Préférer l'hiver d'Aurélie Jeannin
Maman et moi aimons les humains et leurs
histoires, mais nous sommes incapables de nous contenter des bribes qu’une
conversation sur le pas de la porte laisse échapper. Il nous faut plus. Nous
avons toutes les deux besoin d’entendre tout. Cela me fait l’effet d’une peau à
caresser. Poser le doigt sur une toute petite portion ne sert à rien. Pour
ressentir, il faut que la main touche vraiment, totalement. Que la paume et les
doigts progressent pleinement sur la peau, accèdent au grain et aux aspérités.
Les plis du coude, les poils, la peau douce au creux des bras, les bosses des
os et de certains grains de beauté, les veines qui roulent, le relief des
rides, le duvet par endroits, les cicatrices parfois qui strient la peau en
même temps qu’elles tentent de la lisser. Là alors, quelque chose se passe.
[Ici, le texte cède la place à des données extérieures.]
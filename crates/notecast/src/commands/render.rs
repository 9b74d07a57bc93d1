//! `notecast render` - render documents to a destination format.

use std::path::{Path, PathBuf};

use clap::Args;
use tracing::info;

use notecast_config::{CliSettings, Config};
use notecast_pipeline::{Destination, Document, Services};
use notecast_resources::ImageRegistry;

use super::{DestArg, build_pipeline, build_remote, diagnostic_page};
use crate::error::CliError;
use crate::output::Output;

/// Arguments for the render command.
#[derive(Args)]
pub(crate) struct RenderArgs {
    /// Markdown files to render.
    #[arg(required = true)]
    inputs: Vec<PathBuf>,

    /// Destination format.
    #[arg(long, value_enum, default_value = "rich")]
    dest: DestArg,

    /// Config file path (default: discover notecast.toml upwards).
    #[arg(long)]
    config: Option<PathBuf>,

    /// Base directory for local image references.
    #[arg(long)]
    base_dir: Option<PathBuf>,

    /// Remote render endpoint (overrides config).
    #[arg(long, env = "NOTECAST_REMOTE")]
    remote: Option<String>,

    /// Directory to write outputs into (default: stdout).
    #[arg(long)]
    out: Option<PathBuf>,

    /// Enable verbose logging.
    #[arg(long, short)]
    pub(crate) verbose: bool,
}

impl RenderArgs {
    pub(crate) fn execute(self, output: &Output) -> Result<(), CliError> {
        let settings = CliSettings {
            base_dir: self.base_dir.clone(),
            remote_endpoint: self.remote.clone(),
            upload_endpoint: None,
        };
        let config = Config::load(self.config.as_deref(), Some(&settings))?;
        let destination = Destination::from(self.dest);

        let mut pipeline = build_pipeline(&config)?;
        let mut remote = build_remote(&config);
        // One registry per document scope; cleaned up between documents.
        let mut images = ImageRegistry::new(&config.docs.base_dir);

        if let Some(dir) = &self.out {
            std::fs::create_dir_all(dir)?;
        }

        let mut failed = false;
        for input in &self.inputs {
            let text = std::fs::read_to_string(input)?;
            let document = Document::new(input.to_string_lossy(), text);

            let mut services = Services {
                remote: &mut *remote,
                images: &mut images,
            };
            let rendered = match pipeline.parse(&document, destination, &mut services) {
                Ok(rendered) => rendered,
                Err(err) => {
                    // Never emit partial output; the whole document becomes
                    // a diagnostic page.
                    failed = true;
                    output.error(&format!("{}: {err}", input.display()));
                    self.write(output, input, &diagnostic_page(&document.id, &err))?;
                    images.cleanup();
                    continue;
                }
            };

            for warning in &rendered.warnings {
                output.warning(warning);
            }
            info!(
                input = %input.display(),
                placeholders = rendered.placeholders_allocated,
                "rendered"
            );
            self.write(output, input, &rendered.output)?;
            images.cleanup();
        }

        if failed {
            return Err(CliError::Validation(
                "one or more documents failed to render".to_owned(),
            ));
        }
        Ok(())
    }

    fn write(&self, output: &Output, input: &Path, content: &str) -> Result<(), CliError> {
        match &self.out {
            Some(dir) => {
                let extension = match self.dest {
                    DestArg::Rich => "html",
                    DestArg::Plain => "txt",
                };
                let name = input
                    .file_stem()
                    .map_or_else(|| "output".to_owned(), |stem| stem.to_string_lossy().into_owned());
                let path = dir.join(format!("{name}.{extension}"));
                std::fs::write(&path, content)?;
                output.success(&format!("wrote {}", path.display()));
            }
            None => output.content(content),
        }
        Ok(())
    }
}
//! CLI error types.

use notecast_config::ConfigError;
use notecast_pipeline::PipelineError;

/// CLI error type.
#[derive(Debug, thiserror::Error)]
pub(crate) enum CliError {
    #[error("{0}")]
    Config(#[from] ConfigError),

    #[error("{0}")]
    Io(#[from] std::io::Error),

    #[error("{0}")]
    Pipeline(#[from] PipelineError),

    #[error("{0}")]
    Validation(String),
}
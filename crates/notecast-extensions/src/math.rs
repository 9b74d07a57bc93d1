//! Inline and block math via the remote render queue.
//!
//! Math cannot be rendered locally for the rich destination; the annotation
//! pass allocates a placeholder per construct and submits the expression to
//! the remote queue. The plain-text destination keeps the source notation
//! and never touches the network.

use notecast_pipeline::{
    Destination, Extension, JobKind, Kind, PipelineError, RenderContext, Token, TokenKind,
    WalkContext, async_span, escape_html,
};

/// Renders `$...$` and `$$...$$` through the remote endpoint.
#[derive(Debug, Default)]
pub struct MathExtension;

impl MathExtension {
    #[must_use]
    pub fn new() -> Self {
        Self
    }
}

impl Extension for MathExtension {
    fn name(&self) -> &'static str {
        "math"
    }

    fn claims(&self) -> &'static [Kind] {
        &[Kind::MathInline, Kind::MathBlock]
    }

    fn walk(&mut self, token: &mut Token, ctx: &mut WalkContext<'_>) -> Result<(), PipelineError> {
        if ctx.destination != Destination::RichHtml {
            return Ok(());
        }
        match &mut token.kind {
            TokenKind::MathInline {
                source,
                placeholder,
            } => {
                let id = ctx.placeholders.allocate();
                ctx.remote.submit(JobKind::MathInline, source, id);
                *placeholder = Some(id);
            }
            TokenKind::MathBlock {
                source,
                placeholder,
            } => {
                let id = ctx.placeholders.allocate();
                ctx.remote.submit(JobKind::MathBlock, source, id);
                *placeholder = Some(id);
            }
            _ => {}
        }
        Ok(())
    }

    fn render(&self, token: &Token, _inner: &str, ctx: &RenderContext<'_>) -> String {
        match (&token.kind, ctx.destination) {
            (
                TokenKind::MathInline {
                    source,
                    placeholder,
                },
                Destination::RichHtml,
            ) => async_span(
                *placeholder,
                ctx,
                &format!("<code>{}</code>", escape_html(source)),
            ),
            (
                TokenKind::MathBlock {
                    source,
                    placeholder,
                },
                Destination::RichHtml,
            ) => {
                let body = async_span(
                    *placeholder,
                    ctx,
                    &format!("<code>{}</code>", escape_html(source)),
                );
                format!(r#"<section class="nc-math">{body}</section>"#)
            }
            (
                TokenKind::MathInline { source, .. } | TokenKind::MathBlock { source, .. },
                Destination::PlainText,
            ) => format!("${source}$"),
            _ => String::new(),
        }
    }
}

#[cfg(test)]
mod tests {
    use super::*;
    use notecast_pipeline::{
        NullImages, NullRemote, PlaceholderTable, RemoteOutcome, RemoteRenderer, StyleTable,
    };
    use pretty_assertions::assert_eq;

    fn math_inline(source: &str) -> Token {
        Token::new(TokenKind::MathInline {
            source: source.to_owned(),
            placeholder: None,
        })
    }

    #[test]
    fn test_walk_allocates_and_submits() {
        let mut ext = MathExtension::new();
        let mut token = math_inline("x^2");
        let mut placeholders = PlaceholderTable::new();
        let mut remote = NullRemote::new();
        let mut images = NullImages;
        let mut warnings = Vec::new();
        let mut ctx = WalkContext {
            destination: Destination::RichHtml,
            placeholders: &mut placeholders,
            remote: &mut remote,
            images: &mut images,
            warnings: &mut warnings,
        };
        ext.walk(&mut token, &mut ctx).unwrap();
        assert_eq!(placeholders.allocated(), 1);
    }

    #[test]
    fn test_plain_destination_skips_network() {
        let mut ext = MathExtension::new();
        let mut token = math_inline("x^2");
        let mut placeholders = PlaceholderTable::new();
        let mut remote = NullRemote::new();
        let mut images = NullImages;
        let mut warnings = Vec::new();
        let mut ctx = WalkContext {
            destination: Destination::PlainText,
            placeholders: &mut placeholders,
            remote: &mut remote,
            images: &mut images,
            warnings: &mut warnings,
        };
        ext.walk(&mut token, &mut ctx).unwrap();
        assert_eq!(placeholders.allocated(), 0);
    }

    #[test]
    fn test_rich_render_resolved() {
        let ext = MathExtension::new();
        let mut placeholders = PlaceholderTable::new();
        let id = placeholders.allocate();
        placeholders.fulfill(id, RemoteOutcome::Rendered("<svg>x²</svg>".to_owned()));
        let mut token = math_inline("x^2");
        if let TokenKind::MathInline { placeholder, .. } = &mut token.kind {
            *placeholder = Some(id);
        }
        let style = StyleTable::rich_default();
        let ctx = RenderContext {
            destination: Destination::RichHtml,
            style: &style,
            placeholders: &placeholders,
        };
        assert_eq!(
            ext.render(&token, "", &ctx),
            r#"<span id="nc-async-0"><svg>x²</svg></span>"#
        );
    }

    #[test]
    fn test_plain_render_keeps_notation() {
        let ext = MathExtension::new();
        let token = math_inline("x^2");
        let style = StyleTable::plain_default();
        let placeholders = PlaceholderTable::new();
        let ctx = RenderContext {
            destination: Destination::PlainText,
            style: &style,
            placeholders: &placeholders,
        };
        assert_eq!(ext.render(&token, "", &ctx), "$x^2$");
    }
}
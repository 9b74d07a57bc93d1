//! Extension pipeline and token tree for markdown rendering.
//!
//! This crate is the core of the rendering engine: it turns markdown source
//! into an owned token tree (pulldown-cmark is the token-producing
//! primitive), lets composed [`Extension`]s annotate the tree in document
//! order, resolves remote-rendered constructs through an injected
//! [`RemoteRenderer`], and serializes the annotated tree for a
//! [`Destination`].
//!
//! # Render phases
//!
//! 1. **Build**: events fold into a [`Token`] tree; extension inline rules
//!    split text segments; blockquotes are classified once via
//!    [`classify_quote`].
//! 2. **Annotate**: `walk` hooks run per token, strictly in document order,
//!    mutating tokens and allocating [`PlaceholderId`]s for async content.
//! 3. **Resolve**: the remote renderer drains its queue and fulfills the
//!    session's [`PlaceholderTable`].
//! 4. **Serialize**: one pass over the tree per destination; extensions
//!    render their claimed kinds, everything else has a base default.
//! 5. **Postprocess**: extensions rewrite the output string (appended
//!    sections, cleanups).
//!
//! # Example
//!
//! ```
//! use notecast_pipeline::{
//!     Destination, Document, NullImages, NullRemote, Pipeline, Services,
//! };
//!
//! let mut pipeline = Pipeline::builder().build().unwrap();
//! let mut remote = NullRemote::new();
//! let mut images = NullImages;
//! let mut services = Services { remote: &mut remote, images: &mut images };
//! let rendered = pipeline
//!     .parse(
//!         &Document::new("doc-1", "# Hello\n\n**World**"),
//!         Destination::RichHtml,
//!         &mut services,
//!     )
//!     .unwrap();
//! assert!(rendered.output.contains("<strong>World</strong>"));
//! ```

mod builder;
mod error;
mod extension;
mod html;
mod pipeline;
mod placeholder;
mod plaintext;
mod style;
mod tree;

pub use builder::{TreeBuilder, parser_options};
pub use error::PipelineError;
pub use extension::{
    Extension, ImageSink, InlineRule, JobKind, NullImages, NullRemote, RemoteRenderer,
    RenderContext, Services, WalkContext,
};
pub use html::{async_span, escape_html};
pub use pipeline::{Document, Pipeline, PipelineBuilder, Rendered};
pub use placeholder::{PlaceholderId, PlaceholderTable, RemoteOutcome, update_element_by_id};
pub use plaintext::cleanup as plaintext_cleanup;
pub use style::{Destination, OrderedStyle, StyleTable};
pub use tree::{CalloutKind, Kind, QuoteClass, Token, TokenKind, classify_quote};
Mais les effleurements convenus, Maman et moi ne savons pas faire. Je crois que
cela a laissé croire à beaucoup de gens dans le coin que nous étions sauvages.
En tout cas inaptes aux relations sociales. C’est partiellement vrai. Maman et
moi ne péchons pas par défaut mais plutôt par excès. Nous voulons les gens
entièrement, en vérité. Cela s’accommode très mal avec le caractère taiseux de
ceux d’ici, rodés à l’exercice du parler pour ne rien dire.
La plume d’Aurélie Jeannin est ciselée
avec une grande maîtrise. Préférer l’hiver
est un roman brut, sanguin, presque animal. S’il n’y avait pas cette verve poétique
très significative autour de la langue, on pourrait presque imaginer un roman
américain, de ceux nous plongeant au cœur de la nature vaste et sauvage.
Le démarrage est élégant,
l’analyse des relations liant les personnages, subtile et minutieuse, une
grande expertise des sentiments et comportement humains. La vulnérabilité d’un
retour au calme à l’essentiel, une douce temporalité fondue au rythme des
saisons.
Un roman sensible ou chaque mot
trouve sa place, prodiguant une musicalité particulière au texte. Un récit
malheureusement, qui s’essouffle et devient confus. La beauté des mots est
indéniable mais il manque une direction à l’histoire pour parfaire l’ensemble.